**Work order:** Which lines in the data below contain the word "reachability"? Return each of them.

**Listed records:**

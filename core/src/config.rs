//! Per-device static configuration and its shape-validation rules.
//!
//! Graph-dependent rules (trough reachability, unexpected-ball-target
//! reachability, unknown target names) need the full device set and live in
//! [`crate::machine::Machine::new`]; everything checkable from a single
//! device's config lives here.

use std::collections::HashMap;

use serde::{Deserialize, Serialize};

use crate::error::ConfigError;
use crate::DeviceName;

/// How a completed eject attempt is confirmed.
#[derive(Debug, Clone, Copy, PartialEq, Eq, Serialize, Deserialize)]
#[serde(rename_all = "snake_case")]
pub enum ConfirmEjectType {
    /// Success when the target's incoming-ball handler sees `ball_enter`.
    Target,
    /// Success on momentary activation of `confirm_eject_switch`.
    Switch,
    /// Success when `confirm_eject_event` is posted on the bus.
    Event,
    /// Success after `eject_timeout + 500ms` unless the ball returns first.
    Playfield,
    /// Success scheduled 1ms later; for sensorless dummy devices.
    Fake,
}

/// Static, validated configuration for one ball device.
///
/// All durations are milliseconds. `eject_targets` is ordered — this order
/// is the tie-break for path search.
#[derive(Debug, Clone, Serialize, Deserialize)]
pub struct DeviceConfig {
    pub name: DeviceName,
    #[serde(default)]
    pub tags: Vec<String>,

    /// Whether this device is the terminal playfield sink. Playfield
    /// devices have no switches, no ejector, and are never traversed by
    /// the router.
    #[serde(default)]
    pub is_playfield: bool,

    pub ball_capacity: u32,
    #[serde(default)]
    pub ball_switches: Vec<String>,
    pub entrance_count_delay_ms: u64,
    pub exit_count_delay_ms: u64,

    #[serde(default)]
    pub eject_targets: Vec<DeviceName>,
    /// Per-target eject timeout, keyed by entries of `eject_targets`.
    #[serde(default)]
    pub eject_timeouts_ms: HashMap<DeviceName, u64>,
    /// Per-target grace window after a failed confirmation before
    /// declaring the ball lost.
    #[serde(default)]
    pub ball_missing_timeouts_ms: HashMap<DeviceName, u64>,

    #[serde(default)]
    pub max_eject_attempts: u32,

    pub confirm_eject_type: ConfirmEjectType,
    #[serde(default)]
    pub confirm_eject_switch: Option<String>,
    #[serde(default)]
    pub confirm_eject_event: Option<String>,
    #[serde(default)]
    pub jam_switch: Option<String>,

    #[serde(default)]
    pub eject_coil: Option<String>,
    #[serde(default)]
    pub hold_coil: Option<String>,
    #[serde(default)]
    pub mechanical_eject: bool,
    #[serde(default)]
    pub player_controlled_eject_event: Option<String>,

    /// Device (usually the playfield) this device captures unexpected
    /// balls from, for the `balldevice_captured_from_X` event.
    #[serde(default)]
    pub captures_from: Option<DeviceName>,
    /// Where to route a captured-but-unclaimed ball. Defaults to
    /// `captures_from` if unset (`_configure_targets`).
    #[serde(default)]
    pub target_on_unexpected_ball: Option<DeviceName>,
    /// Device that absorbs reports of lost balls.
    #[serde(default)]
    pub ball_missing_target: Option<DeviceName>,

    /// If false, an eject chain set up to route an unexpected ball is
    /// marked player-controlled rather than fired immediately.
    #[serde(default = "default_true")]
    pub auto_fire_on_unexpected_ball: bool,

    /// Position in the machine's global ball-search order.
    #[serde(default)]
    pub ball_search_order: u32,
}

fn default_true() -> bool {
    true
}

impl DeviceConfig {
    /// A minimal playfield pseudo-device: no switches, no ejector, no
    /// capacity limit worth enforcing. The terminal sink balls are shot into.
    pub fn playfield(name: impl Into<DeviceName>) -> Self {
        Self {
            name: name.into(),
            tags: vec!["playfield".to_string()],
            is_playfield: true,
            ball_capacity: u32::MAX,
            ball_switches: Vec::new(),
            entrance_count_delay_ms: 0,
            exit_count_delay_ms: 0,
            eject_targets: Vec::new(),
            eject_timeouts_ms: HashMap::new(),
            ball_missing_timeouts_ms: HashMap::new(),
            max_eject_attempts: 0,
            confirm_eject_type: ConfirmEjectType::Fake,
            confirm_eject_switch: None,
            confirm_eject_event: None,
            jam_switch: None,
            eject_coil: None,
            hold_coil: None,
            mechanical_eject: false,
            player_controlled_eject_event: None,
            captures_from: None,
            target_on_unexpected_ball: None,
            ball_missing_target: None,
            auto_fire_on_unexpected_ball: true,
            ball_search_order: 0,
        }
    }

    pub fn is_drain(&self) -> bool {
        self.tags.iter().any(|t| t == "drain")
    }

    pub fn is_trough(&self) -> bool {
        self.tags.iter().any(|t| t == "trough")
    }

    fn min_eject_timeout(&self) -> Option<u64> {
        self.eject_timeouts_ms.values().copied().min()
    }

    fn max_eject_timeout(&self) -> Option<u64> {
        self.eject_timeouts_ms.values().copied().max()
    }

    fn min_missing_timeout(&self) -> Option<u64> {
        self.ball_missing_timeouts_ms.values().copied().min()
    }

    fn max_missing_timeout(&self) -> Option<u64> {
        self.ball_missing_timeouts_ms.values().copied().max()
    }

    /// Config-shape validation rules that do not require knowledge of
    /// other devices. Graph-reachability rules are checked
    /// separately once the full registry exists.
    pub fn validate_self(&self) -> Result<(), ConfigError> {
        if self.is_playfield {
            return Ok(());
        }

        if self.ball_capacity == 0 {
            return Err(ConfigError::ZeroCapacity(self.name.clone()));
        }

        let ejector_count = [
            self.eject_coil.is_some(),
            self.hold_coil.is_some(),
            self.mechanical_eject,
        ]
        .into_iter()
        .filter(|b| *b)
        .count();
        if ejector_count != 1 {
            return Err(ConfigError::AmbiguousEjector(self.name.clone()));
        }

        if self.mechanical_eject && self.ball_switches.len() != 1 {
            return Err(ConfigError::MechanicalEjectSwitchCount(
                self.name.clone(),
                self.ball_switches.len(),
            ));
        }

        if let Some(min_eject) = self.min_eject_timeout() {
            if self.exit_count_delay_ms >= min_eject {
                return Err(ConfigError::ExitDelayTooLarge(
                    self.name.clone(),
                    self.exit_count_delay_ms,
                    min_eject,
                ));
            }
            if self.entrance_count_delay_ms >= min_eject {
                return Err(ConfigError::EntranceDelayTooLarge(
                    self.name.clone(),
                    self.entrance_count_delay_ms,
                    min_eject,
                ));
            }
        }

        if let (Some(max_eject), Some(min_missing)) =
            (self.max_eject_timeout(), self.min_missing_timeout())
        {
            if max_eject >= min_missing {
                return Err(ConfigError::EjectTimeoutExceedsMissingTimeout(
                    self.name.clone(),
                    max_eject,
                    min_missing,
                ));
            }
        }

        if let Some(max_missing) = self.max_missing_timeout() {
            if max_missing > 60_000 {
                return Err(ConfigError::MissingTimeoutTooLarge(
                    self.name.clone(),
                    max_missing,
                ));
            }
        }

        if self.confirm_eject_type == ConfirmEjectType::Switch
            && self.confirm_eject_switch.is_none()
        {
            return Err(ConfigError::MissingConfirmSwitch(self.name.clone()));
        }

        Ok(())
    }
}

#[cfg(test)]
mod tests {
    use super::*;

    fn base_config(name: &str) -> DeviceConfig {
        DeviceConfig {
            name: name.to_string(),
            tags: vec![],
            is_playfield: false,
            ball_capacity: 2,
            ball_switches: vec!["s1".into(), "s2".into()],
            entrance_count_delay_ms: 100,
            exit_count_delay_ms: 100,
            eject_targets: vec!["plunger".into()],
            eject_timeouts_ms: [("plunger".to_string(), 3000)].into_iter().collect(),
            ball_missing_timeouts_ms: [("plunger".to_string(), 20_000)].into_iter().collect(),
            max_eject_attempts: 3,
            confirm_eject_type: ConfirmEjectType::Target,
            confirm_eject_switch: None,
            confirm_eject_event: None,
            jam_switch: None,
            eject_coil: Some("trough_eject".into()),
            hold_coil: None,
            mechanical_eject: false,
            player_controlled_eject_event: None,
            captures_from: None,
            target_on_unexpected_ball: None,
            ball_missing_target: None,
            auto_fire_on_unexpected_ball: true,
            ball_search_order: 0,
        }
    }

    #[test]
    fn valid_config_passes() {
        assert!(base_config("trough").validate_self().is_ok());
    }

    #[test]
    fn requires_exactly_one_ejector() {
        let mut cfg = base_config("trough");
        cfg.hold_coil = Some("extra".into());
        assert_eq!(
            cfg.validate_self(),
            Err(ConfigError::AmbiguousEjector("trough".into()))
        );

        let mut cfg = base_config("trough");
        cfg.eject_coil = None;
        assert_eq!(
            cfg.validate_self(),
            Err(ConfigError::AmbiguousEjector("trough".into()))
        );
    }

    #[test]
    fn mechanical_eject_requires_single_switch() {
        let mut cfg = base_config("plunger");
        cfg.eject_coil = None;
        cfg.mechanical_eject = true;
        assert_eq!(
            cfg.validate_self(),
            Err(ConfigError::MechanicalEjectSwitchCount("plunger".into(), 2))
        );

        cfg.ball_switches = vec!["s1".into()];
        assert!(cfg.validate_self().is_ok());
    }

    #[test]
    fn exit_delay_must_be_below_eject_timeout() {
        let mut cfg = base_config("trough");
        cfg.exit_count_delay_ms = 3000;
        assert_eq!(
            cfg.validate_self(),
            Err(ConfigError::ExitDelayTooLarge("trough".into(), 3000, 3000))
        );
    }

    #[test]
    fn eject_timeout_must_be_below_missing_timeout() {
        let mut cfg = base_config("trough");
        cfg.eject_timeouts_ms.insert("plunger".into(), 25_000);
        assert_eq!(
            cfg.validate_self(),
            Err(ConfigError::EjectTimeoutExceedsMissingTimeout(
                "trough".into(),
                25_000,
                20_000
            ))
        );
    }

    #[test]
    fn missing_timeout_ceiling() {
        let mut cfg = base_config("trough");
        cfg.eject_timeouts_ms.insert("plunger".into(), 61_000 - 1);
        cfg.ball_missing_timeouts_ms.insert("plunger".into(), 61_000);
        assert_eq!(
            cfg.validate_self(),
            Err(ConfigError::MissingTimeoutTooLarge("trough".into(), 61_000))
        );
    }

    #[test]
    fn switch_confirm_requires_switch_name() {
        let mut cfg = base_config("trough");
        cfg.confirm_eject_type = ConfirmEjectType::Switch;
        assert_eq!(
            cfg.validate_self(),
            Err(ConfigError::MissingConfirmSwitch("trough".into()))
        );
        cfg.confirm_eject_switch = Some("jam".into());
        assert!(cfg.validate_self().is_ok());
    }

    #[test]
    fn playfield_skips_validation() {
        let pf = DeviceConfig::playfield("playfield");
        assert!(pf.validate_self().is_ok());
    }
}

**Task response:**
//! Graph-dependent rules (trough reachability, unexpected-ball-target
//! reachability, unknown target names) need the full device set and live in
    /// other devices. Graph-reachability rules are checked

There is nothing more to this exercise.